You might think that university rectors would find it advantageous to hire their own graduates. But imagine that the head of Moscow State University were to announce he had used these earmarked funds not to lure Harvard-educated professors on the five- or six-year contracts that are standard around the world, but to hire less-qualified local products.

By offering starting salaries of 100,000 rubles ($3,720) per month, Russian universities could begin to compete for physicists and mathematicians trained at the world's top schools. Salaries for historians and anthropologists could be slightly smaller, but economists would expect at least twice this amount.

I'm speaking primarily about Russian specialists who have earned their doctorates both here and abroad. Foreign specialists of the same caliber would demand higher salaries, and those who would accept the lower salary would also be less qualified.

This money would not necessarily have to be spent on luring professors from abroad. If you want to hire a Russian graduate, go for it -- with one exception: Universities should not be permitted to hire their own graduates. This practice is currently widespread, but if we don't put an end to it, we will never be competitive on the world market. We have to begin competing for academic talent here at home before we can compete globally.

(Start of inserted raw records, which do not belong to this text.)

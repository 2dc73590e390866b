//! Deterministic procedural textures.
//!
//! Same seed, same bytes. These only add surface detail; nothing positional
//! depends on them.

use noise::{NoiseFn, OpenSimplex};

/// Square RGBA8 image, row-major.
#[derive(Clone, Debug, PartialEq, Eq)]
pub struct GrainTexture {
    pub size: u32,
    pub rgba: Vec<u8>,
}

impl GrainTexture {
    fn from_fn(size: u32, mut f: impl FnMut(u32, u32) -> [u8; 4]) -> Self {
        let mut rgba = Vec::with_capacity((size * size * 4) as usize);
        for y in 0..size {
            for x in 0..size {
                rgba.extend_from_slice(&f(x, y));
            }
        }
        Self { size, rgba }
    }

    pub fn pixel(&self, x: u32, y: u32) -> [u8; 4] {
        let i = ((y * self.size + x) * 4) as usize;
        [self.rgba[i], self.rgba[i + 1], self.rgba[i + 2], self.rgba[i + 3]]
    }
}

fn shade(base: [f32; 3], v: f32) -> [u8; 4] {
    let c = |b: f32| ((b * v).clamp(0.0, 1.0) * 255.0) as u8;
    [c(base[0]), c(base[1]), c(base[2]), 255]
}

/// Walnut veneer: stretched noise bent into rings.
pub fn wood_grain(seed: u32, size: u32) -> GrainTexture {
    let noise = OpenSimplex::new(seed);
    let inv = 1.0 / size.max(1) as f64;
    GrainTexture::from_fn(size, |x, y| {
        let u = x as f64 * inv;
        let v = y as f64 * inv;
        let warp = noise.get([u * 3.0, v * 0.6]) * 1.8;
        let rings = ((u * 24.0 + warp * 4.0).sin() * 0.5 + 0.5).powf(3.0);
        let fine = noise.get([u * 40.0, v * 4.0]) * 0.5 + 0.5;
        let value = 0.72 + rings as f32 * 0.18 + fine as f32 * 0.1;
        shade([0.36, 0.22, 0.13], value)
    })
}

/// Low-contrast mottling for the studio floor.
pub fn floor_grain(seed: u32, size: u32) -> GrainTexture {
    let noise = OpenSimplex::new(seed.wrapping_add(1));
    let inv = 1.0 / size.max(1) as f64;
    GrainTexture::from_fn(size, |x, y| {
        let u = x as f64 * inv;
        let v = y as f64 * inv;
        let broad = noise.get([u * 4.0, v * 4.0]);
        let fine = noise.get([u * 32.0, v * 32.0]);
        let value = 0.85 + broad as f32 * 0.08 + fine as f32 * 0.05;
        shade([0.16, 0.15, 0.15], value)
    })
}

/// Pre-generated film grain frames, cycled by the overlay.
///
/// Grey noise with the noise value also in alpha so dark specks stay subtle.
pub fn film_grain_frames(seed: u64, frames: usize, size: u32) -> Vec<GrainTexture> {
    let mut rng = fastrand::Rng::with_seed(seed);
    (0..frames)
        .map(|_| {
            GrainTexture::from_fn(size, |_, _| {
                let g = rng.u8(..);
                let a = rng.u8(64..=255);
                [g, g, g, a]
            })
        })
        .collect()
}

#[cfg(test)]
mod tests {
    use super::*;

    #[test]
    fn same_seed_same_bytes() {
        assert_eq!(wood_grain(7, 32), wood_grain(7, 32));
        assert_eq!(floor_grain(7, 32), floor_grain(7, 32));
        assert_eq!(film_grain_frames(3, 2, 16), film_grain_frames(3, 2, 16));
    }

    #[test]
    fn different_seeds_differ() {
        assert_ne!(wood_grain(1, 32).rgba, wood_grain(2, 32).rgba);
        let frames = film_grain_frames(3, 2, 16);
        assert_ne!(frames[0], frames[1]);
    }

    #[test]
    fn sizes_and_opaque_alpha() {
        let tex = wood_grain(7, 8);
        assert_eq!(tex.rgba.len(), 8 * 8 * 4);
        assert_eq!(tex.pixel(3, 5)[3], 255);
        assert_eq!(film_grain_frames(0, 0, 8).len(), 0);
    }
}
//! The restartable mask source abstraction consumed by the range driver.

use crate::alphabet::Alphabet;
use crate::error::Result;
use crate::mask::Mask;

/// A restartable, lazy sequence of masks.
///
/// The driver walks a generator twice: once to count words and once to
/// emit them, with a [`reset`](MaskGenerator::reset) in between. `Ok(None)`
/// is clean exhaustion; an `Err` aborts the run.
pub trait MaskGenerator<A: Alphabet> {
    /// Produce the next mask.
    fn next_mask(&mut self) -> Result<Option<Mask<A>>>;

    /// Produce only the next mask's word count and width.
    ///
    /// Implementations override this when they can answer without building
    /// the mask; the default just builds and discards one.
    fn next_len(&mut self) -> Result<Option<(u64, usize)>> {
        Ok(self.next_mask()?.map(|m| (m.len(), m.width())))
    }

    /// Rewind to the first mask.
    fn reset(&mut self);
}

The Germans, from whom we borrowed this practice, managed to phase it out without compromising the continuity of distinct scholarly communities, such as the Frankfurt school of social theory. In today's world of air travel, Internet and e-mail, these schools can thrive even when co-authors and students live on different continents.

This plan does not apply to research scientists. Nuclear reactors for physicists, centrifuges for geneticists and field work for anthropologists can't be financed by individual research grants. But we can't fix everything at once. The problem of the Russian sciences, and the Russian Academy of Sciences, is the topic of another column.

Konstantin Sonin is a professor at the New Economic School/CEFIR.